§ **DIRECTIONS**:
Please restate the data word for word.

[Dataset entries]
┄┄┄┄┄┄┄┄┄┄┄┄┄┄┄┄┄┄┄┄

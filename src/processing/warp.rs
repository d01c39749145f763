use image::RgbaImage;
use rayon::prelude::*;

use crate::error::{WarpError, WarpResult};
use crate::geometry::{Point, Quad, bilinear_sample};
use crate::state::{ResultSpec, SourceImage, WarpRequest, WarpResponse};

// Round-off from x / W * W can land a hair below an integer; flooring would
// then pick the previous texel.
const SNAP_EPS: f64 = 1e-7;

/// Resample the quad region of `source` into a `result`-sized RGBA8 buffer.
///
/// Each output pixel takes the nearest source texel at the bilinear position
/// for `u = x / W`, `v = y / H`. Positions outside the source clamp to the
/// edge texel.
pub fn warp(source: &SourceImage, quad: &Quad, result: ResultSpec) -> WarpResult<RgbaImage> {
    validate(quad, result)?;
    let row_len = result.width as usize * 4;
    let mut out = vec![0_u8; result.pixel_count() * 4];
    for (y, row) in out.chunks_exact_mut(row_len).enumerate() {
        warp_row(source, quad, result, y as u32, row);
    }
    into_image(result, out)
}

/// Same output as [`warp`], rows spread over the rayon pool.
pub fn warp_parallel(
    source: &SourceImage,
    quad: &Quad,
    result: ResultSpec,
) -> WarpResult<RgbaImage> {
    validate(quad, result)?;
    let row_len = result.width as usize * 4;
    let mut out = vec![0_u8; result.pixel_count() * 4];
    out.par_chunks_exact_mut(row_len)
        .enumerate()
        .for_each(|(y, row)| warp_row(source, quad, result, y as u32, row));
    into_image(result, out)
}

/// Runs one dispatcher job, consuming the request and its source handle.
pub fn run_request(request: WarpRequest) -> WarpResult<WarpResponse> {
    let WarpRequest {
        id,
        quad,
        result,
        source,
    } = request;
    let image = warp(&source, &quad, result)?;
    Ok(WarpResponse { id, image })
}

fn validate(quad: &Quad, result: ResultSpec) -> WarpResult<()> {
    if !quad.is_finite() {
        return Err(WarpError::geometry(format!(
            "quad has non-finite corners: {quad:?}"
        )));
    }
    if result.width == 0 || result.height == 0 {
        return Err(WarpError::InvalidResultSize {
            width: result.width,
            height: result.height,
        });
    }
    Ok(())
}

fn into_image(result: ResultSpec, out: Vec<u8>) -> WarpResult<RgbaImage> {
    RgbaImage::from_raw(result.width, result.height, out)
        .ok_or_else(|| WarpError::image("result buffer does not match result size"))
}

fn warp_row(source: &SourceImage, quad: &Quad, result: ResultSpec, y: u32, row: &mut [u8]) {
    let src = source.as_raw();
    let src_w = source.width() as usize;
    let v = y as f64 / result.height as f64;
    for (x, px) in row.chunks_exact_mut(4).enumerate() {
        let u = x as f64 / result.width as f64;
        let (sx, sy) = source_texel(bilinear_sample(quad, u, v), source.width(), source.height());
        let idx = (sy * src_w + sx) * 4;
        px.copy_from_slice(&src[idx..idx + 4]);
    }
}

/// Floors a source-space position and clamps it onto the image.
pub fn source_texel(p: Point, width: u32, height: u32) -> (usize, usize) {
    let clamp = |v: f64, len: u32| (v + SNAP_EPS).floor().clamp(0.0, (len - 1) as f64) as usize;
    (clamp(p.x, width), clamp(p.y, height))
}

┄┄┄┄┄┄┄┄┄┄┄┄┄┄┄┄┄┄┄┄

§ **EXERCISE OUTPUT**:
filename src/processing/warp.rs
repository d01c39749145f763
use image::RgbaImage;
use rayon::prelude::*;

use crate::error::{WarpError, WarpResult};
use crate::geometry::{Point, Quad, bilinear_sample};
use crate::state::{ResultSpec, SourceImage, WarpRequest, WarpResponse};

// Round-off from x / W * W can land a hair below an integer; flooring would
// then pick the previous texel.
const SNAP_EPS: f64 = 1e-7;

/// Resample the quad region of `source` into a `result`-sized RGBA8 buffer.
///
/// Each output pixel takes the nearest source texel at the bilinear position
/// for `u = x / W`, `v = y / H`. Positions outside the source clamp to the
/// edge texel.
pub fn warp(source: &SourceImage, quad: &Quad, result: ResultSpec) -> WarpResult<RgbaImage> {
    validate(quad, result)?;
    let row_len = result.width as usize * 4;
    let mut out = vec![0_u8; result.pixel_count() * 4];
    for (y, row) in out.chunks_exact_mut(row_len).enumerate() {
        warp_row(source, quad, result, y as u32, row);
    }
    into_image(result, out)
}

/// Same output as [`warp`], rows spread over the rayon pool.
pub fn warp_parallel(
    source: &SourceImage,
    quad: &Quad,
    result: ResultSpec,
) -> WarpResult<RgbaImage> {
    validate(quad, result)?;
    let row_len = result.width as usize * 4;
    let mut out = vec![0_u8; result.pixel_count() * 4];
    out.par_chunks_exact_mut(row_len)
        .enumerate()
        .for_each(|(y, row)| warp_row(source, quad, result, y as u32, row));
    into_image(result, out)
}

/// Runs one dispatcher job, consuming the request and its source handle.
pub fn run_request(request: WarpRequest) -> WarpResult<WarpResponse> {
    let WarpRequest {
        id,
        quad,
        result,
        source,
    } = request;
    let image = warp(&source, &quad, result)?;
    Ok(WarpResponse { id, image })
}

fn validate(quad: &Quad, result: ResultSpec) -> WarpResult<()> {
    if !quad.is_finite() {
        return Err(WarpError::geometry(format!(
            "quad has non-finite corners: {quad:?}"
        )));
    }
    if result.width == 0 || result.height == 0 {
        return Err(WarpError::InvalidResultSize {
            width: result.width,
            height: result.height,
        });
    }
    Ok(())
}

fn into_image(result: ResultSpec, out: Vec<u8>) -> WarpResult<RgbaImage> {
    RgbaImage::from_raw(result.width, result.height, out)
        .ok_or_else(|| WarpError::image("result buffer does not match result size"))
}

fn warp_row(source: &SourceImage, quad: &Quad, result: ResultSpec, y: u32, row: &mut [u8]) {
    let src = source.as_raw();
    let src_w = source.width() as usize;
    let v = y as f64 / result.height as f64;
    for (x, px) in row.chunks_exact_mut(4).enumerate() {
        let u = x as f64 / result.width as f64;
        let (sx, sy) = source_texel(bilinear_sample(quad, u, v), source.width(), source.height());
        let idx = (sy * src_w + sx) * 4;
        px.copy_from_slice(&src[idx..idx + 4]);
    }
}

/// Floors a source-space position and clamps it onto the image.
pub fn source_texel(p: Point, width: u32, height: u32) -> (usize, usize) {
    let clamp = |v: f64, len: u32| (v + SNAP_EPS).floor().clamp(0.0, (len - 1) as f64) as usize;
    (clamp(p.x, width), clamp(p.y, height))
}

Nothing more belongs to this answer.